Fight fans learned that they would finally get an answer when it was announced at UFC 66 that Cro Cop had agreed to a deal with the UFC, and when the news broke they immediately began to salivate over the prospect of several bouts that had merely been considered ‘dream fights’ prior to his arrival. Dreams could become a reality in 2007 and Cro Cop made a flying start to life inside the Octagon as he marked his debut with a first-round knockout of Eddie Sanchez at UFC 67 on Super Bowl weekend. Many thought that victory would set up a meeting with UFC heavyweight champion Randy Couture for his next outing in the Octagon, but it appeared as though his notoriety from Japan had not yet truly crossed over to the US audience so the UFC decided to give them one more look at the PRIDE legend before finally pairing him with Couture.

Cro Cop’s second outing would not take place in America however, it would serve as the main event of the UFC 70 in Manchester, England – the UFC’s first event on English soil since the UFC 38 event at Royal Albert Hall back in July 2002. Eager to make a splash in the UK and Europe, the UFC booked several former and future champions for the card, but he big question was who would stand opposite Cro Cop in the final fight of the night? The answer was Gabriel Gonzaga.

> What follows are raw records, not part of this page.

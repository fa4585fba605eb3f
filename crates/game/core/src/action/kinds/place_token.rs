use crate::action::{ActionTransition, EntityResolver, RehydrateError};
use crate::engine::turns;
use crate::error::{ErrorSeverity, GameError};
use crate::state::{EntityId, EntityName, GameState, LocationId};

#[derive(Clone, Debug, PartialEq, Eq, thiserror::Error)]
#[cfg_attr(feature = "serde", derive(serde::Serialize, serde::Deserialize))]
pub enum PlaceTokenError {
    #[error("actor {0} not found")]
    ActorNotFound(EntityId),

    #[error("location {0} does not exist")]
    UnknownLocation(LocationId),

    #[error("slot {slot} is out of range for {location} ({slots} slots)")]
    SlotOutOfRange {
        location: LocationId,
        slot: usize,
        slots: usize,
    },

    #[error("slot {slot} of {location} is already taken by {occupant}")]
    SlotOccupied {
        location: LocationId,
        slot: usize,
        occupant: EntityName,
    },

    #[error("{entity} has no tokens left")]
    NoTokensAvailable { entity: EntityName },

    #[error("{entity} already has a token in {location}")]
    AlreadyTokened {
        entity: EntityName,
        location: LocationId,
    },
}

impl GameError for PlaceTokenError {
    fn severity(&self) -> ErrorSeverity {
        ErrorSeverity::Validation
    }

    fn error_code(&self) -> &'static str {
        match self {
            Self::ActorNotFound(_) => "PLACE_TOKEN_ACTOR_NOT_FOUND",
            Self::UnknownLocation(_) => "PLACE_TOKEN_UNKNOWN_LOCATION",
            Self::SlotOutOfRange { .. } => "PLACE_TOKEN_SLOT_OUT_OF_RANGE",
            Self::SlotOccupied { .. } => "PLACE_TOKEN_SLOT_OCCUPIED",
            Self::NoTokensAvailable { .. } => "PLACE_TOKEN_NO_TOKENS",
            Self::AlreadyTokened { .. } => "PLACE_TOKEN_ALREADY_TOKENED",
        }
    }
}

/// Stored form: place one of `entity`'s tokens in `slot` of `location`.
#[derive(Clone, Debug, PartialEq, Eq)]
#[cfg_attr(feature = "serde", derive(serde::Serialize, serde::Deserialize))]
pub struct PlaceToken {
    pub entity: EntityName,
    pub location: LocationId,
    pub slot: usize,
}

impl PlaceToken {
    pub fn new(entity: impl Into<EntityName>, location: impl Into<LocationId>, slot: usize) -> Self {
        Self {
            entity: entity.into(),
            location: location.into(),
            slot,
        }
    }

    pub fn rehydrate<R>(&self, target: &R) -> Result<PlaceTokenAction, RehydrateError>
    where
        R: EntityResolver + ?Sized,
    {
        Ok(PlaceTokenAction {
            actor: target.require(&self.entity)?,
            location: self.location.clone(),
            slot: self.slot,
        })
    }
}

/// Bound form of [`PlaceToken`].
#[derive(Clone, Debug, PartialEq, Eq)]
pub struct PlaceTokenAction {
    pub actor: EntityId,
    pub location: LocationId,
    pub slot: usize,
}

impl PlaceTokenAction {
    pub fn new(actor: EntityId, location: impl Into<LocationId>, slot: usize) -> Self {
        Self {
            actor,
            location: location.into(),
            slot,
        }
    }

    pub fn to_stored<R>(&self, source: &R) -> Result<PlaceToken, RehydrateError>
    where
        R: EntityResolver + ?Sized,
    {
        Ok(PlaceToken {
            entity: source.require_name(self.actor)?,
            location: self.location.clone(),
            slot: self.slot,
        })
    }
}

impl ActionTransition for PlaceTokenAction {
    type Error = PlaceTokenError;

    fn actor(&self) -> EntityId {
        self.actor
    }

    fn validate(&self, state: &GameState) -> Result<(), Self::Error> {
        let actor = state
            .entities
            .get(self.actor)
            .ok_or(PlaceTokenError::ActorNotFound(self.actor))?;

        let location = state
            .board
            .location(&self.location)
            .ok_or_else(|| PlaceTokenError::UnknownLocation(self.location.clone()))?;

        if self.slot >= location.slots.len() {
            return Err(PlaceTokenError::SlotOutOfRange {
                location: self.location.clone(),
                slot: self.slot,
                slots: location.slots.len(),
            });
        }

        if let Some(occupant) = location.occupant(self.slot) {
            let occupant = state
                .entities
                .get(occupant)
                .map(|entity| entity.name.clone())
                .unwrap_or_else(|| EntityName::new(occupant.to_string()));
            return Err(PlaceTokenError::SlotOccupied {
                location: self.location.clone(),
                slot: self.slot,
                occupant,
            });
        }

        if actor.tokens_available == 0 {
            return Err(PlaceTokenError::NoTokensAvailable {
                entity: actor.name.clone(),
            });
        }

        if location.has_token(self.actor) {
            return Err(PlaceTokenError::AlreadyTokened {
                entity: actor.name.clone(),
                location: self.location.clone(),
            });
        }

        Ok(())
    }

    fn apply(&self, state: &mut GameState) {
        if let Some(location) = state.board.location_mut(&self.location)
            && let Some(slot) = location.slots.get_mut(self.slot)
        {
            *slot = Some(self.actor);
        }

        if let Some(actor) = state.entities.get_mut(self.actor) {
            actor.tokens_available = actor.tokens_available.saturating_sub(1);
            actor.tokens_placed += 1;
        }

        state.turn.consecutive_passes = 0;
        turns::end_turn(state);
    }
}

#[cfg(test)]
mod tests {
    use super::*;
    use crate::setup::GameSetup;

    fn state() -> GameState {
        let setup = GameSetup::new()
            .with_entity("PRR", 1)
            .with_entity("NYC", 2)
            .with_location("E5", 2, 20)
            .with_location("F6", 1, 10);
        GameState::from_setup(&setup).unwrap()
    }

    #[test]
    fn placing_occupies_the_slot_and_spends_a_token() {
        let mut state = state();
        let action = PlaceTokenAction::new(EntityId(0), "E5", 1);
        action.validate(&state).unwrap();
        action.apply(&mut state);

        let location = state.board.location(&"E5".into()).unwrap();
        assert_eq!(location.occupant(1), Some(EntityId(0)));
        let prr = state.entities.get(EntityId(0)).unwrap();
        assert_eq!(prr.tokens_available, 0);
        assert_eq!(prr.tokens_placed, 1);
        assert_eq!(state.current_actor(), Some(EntityId(1)));
    }

    #[test]
    fn rejects_taken_slots_and_missing_locations() {
        let mut state = state();
        PlaceTokenAction::new(EntityId(0), "E5", 0).apply(&mut state);

        assert_eq!(
            PlaceTokenAction::new(EntityId(1), "E5", 0).validate(&state),
            Err(PlaceTokenError::SlotOccupied {
                location: "E5".into(),
                slot: 0,
                occupant: "PRR".into(),
            })
        );
        assert_eq!(
            PlaceTokenAction::new(EntityId(1), "Z9", 0).validate(&state),
            Err(PlaceTokenError::UnknownLocation("Z9".into()))
        );
        assert_eq!(
            PlaceTokenAction::new(EntityId(1), "F6", 3).validate(&state),
            Err(PlaceTokenError::SlotOutOfRange {
                location: "F6".into(),
                slot: 3,
                slots: 1,
            })
        );
    }

    #[test]
    fn one_token_per_location_and_none_without_stock() {
        let mut state = state();
        PlaceTokenAction::new(EntityId(0), "E5", 0).apply(&mut state);
        PlaceTokenAction::new(EntityId(1), "F6", 0).apply(&mut state);

        assert_eq!(
            PlaceTokenAction::new(EntityId(0), "E5", 1).validate(&state),
            Err(PlaceTokenError::NoTokensAvailable {
                entity: "PRR".into()
            })
        );

        let mut state = self::state();
        PlaceTokenAction::new(EntityId(1), "E5", 0).apply(&mut state);
        assert_eq!(
            PlaceTokenAction::new(EntityId(1), "E5", 1).validate(&state),
            Err(PlaceTokenError::AlreadyTokened {
                entity: "NYC".into(),
                location: "E5".into(),
            })
        );
    }
}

The Brazilian heavyweight, nicknamed ‘Napao’, signed with the UFC in late 2005 and got off to a strong start by reeling off three straight stoppage wins. However, none of those men he beat were of Cro Cop’s stature and, as a result, Gonzaga did not get a great deal of respect heading into UFC 70. Fight fans figured this would be another quick KO success for Cro Cop (Gonzaga had lost by TKO previously) and the UFC appeared so confident that they flew over heavyweight champion Randy Couture and stuck him on commentary for the main event. That put Couture in prime position to enter the Octagon for a post-fight face-to-face with Crop Cop that fans had been dreaming of for quite some time. To put it bluntly, Gonzaga destroyed all of those plans.

Gonzaga came out aggressive and was able to turn a blocked kick into a takedown during the early stages of the first round. The fight stayed on the canvas for the next couple of minutes as Gonzaga dished out some ground and pound, but referee Herb Dean made the controversial call to stand the two fighters back up for the final 30 seconds of the round and many felt like the call had favoured Cro Cop, who had a substantial edge in the stand-up game. Ultimately it did not. As the two men circled Gonzaga gave Cro Cop a taste of his own medicine, unleashing a right head kick that left the Croatian a crumpled heap on the canvas, with his ankle twisted underneath him at a horrifying angle.


It was a stunning upset and one that ultimately robbed fans the chance to see Cro Cop and Couture share the Octagon. The Croatian would have one more fight in the UFC – a dismal decision loss to Cheick Kongo – before heading back to Japan, and although he did return for second and third spells with MMA’s premier company, he never got near the top of the heavyweight division, suffering a string of stoppage defeats. Cro Cop did avenge that UFC 70 loss when he stopped Gonzaga in a rematch in April 2015, but that victory did little to erase the memory of that incredible night where ‘Napao’ produced one of the greatest upsets in MMA history and ruined the UFC’s grand plans.